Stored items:
-- Opening Marker --

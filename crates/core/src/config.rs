use serde::{Deserialize, Serialize};

/// Connection settings for the hosted backend. Both values are required for
/// the client to function; the anon key is the backend's public API key, not
/// a user credential.
#[derive(Debug, Clone, Default, Serialize, Deserialize, PartialEq, Eq)]
#[serde(default)]
pub struct BackendSettings {
    pub url: String,
    pub anon_key: String,
}

impl BackendSettings {
    pub fn is_configured(&self) -> bool {
        !self.url.is_empty() && !self.anon_key.is_empty()
    }
}

/// Route gate behavior.
#[derive(Debug, Clone, Serialize, Deserialize, PartialEq, Eq)]
#[serde(default)]
pub struct GateSettings {
    /// Maximum seconds to keep showing the loading placeholder before the
    /// gate forces a redirect to the auth screen.
    pub timeout_secs: u64,
}

impl Default for GateSettings {
    fn default() -> Self {
        Self { timeout_secs: 5 }
    }
}

/// Full application configuration, persisted as TOML by the TUI.
#[derive(Debug, Clone, Default, Serialize, Deserialize, PartialEq, Eq)]
#[serde(default)]
pub struct AppConfig {
    pub backend: BackendSettings,
    pub gate: GateSettings,
    /// Mounts the development-only debug panel when set.
    pub dev_panel: bool,
}

#[cfg(test)]
mod tests {
    use super::*;

    #[test]
    fn defaults_use_five_second_gate_timeout() {
        let config = AppConfig::default();
        assert_eq!(config.gate.timeout_secs, 5);
        assert!(!config.dev_panel);
        assert!(!config.backend.is_configured());
    }

    #[test]
    fn partial_toml_fills_in_defaults() {
        let config: AppConfig = toml::from_str(
            r#"
            [backend]
            url = "https://abc.backend.dev"
            anon_key = "public-anon-key"
            "#,
        )
        .unwrap();
        assert!(config.backend.is_configured());
        assert_eq!(config.gate.timeout_secs, 5);
    }

    #[test]
    fn round_trips_through_toml() {
        let mut config = AppConfig::default();
        config.backend.url = "https://abc.backend.dev".to_string();
        config.backend.anon_key = "key".to_string();
        config.gate.timeout_secs = 8;
        config.dev_panel = true;

        let text = toml::to_string_pretty(&config).unwrap();
        let parsed: AppConfig = toml::from_str(&text).unwrap();
        assert_eq!(parsed, config);
    }
}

-- Closing Marker --

About this task: If a line in the records above holds the string "unwrap", copy it.

Your solution:
        .unwrap();
        let text = toml::to_string_pretty(&config).unwrap();
        let parsed: AppConfig = toml::from_str(&text).unwrap();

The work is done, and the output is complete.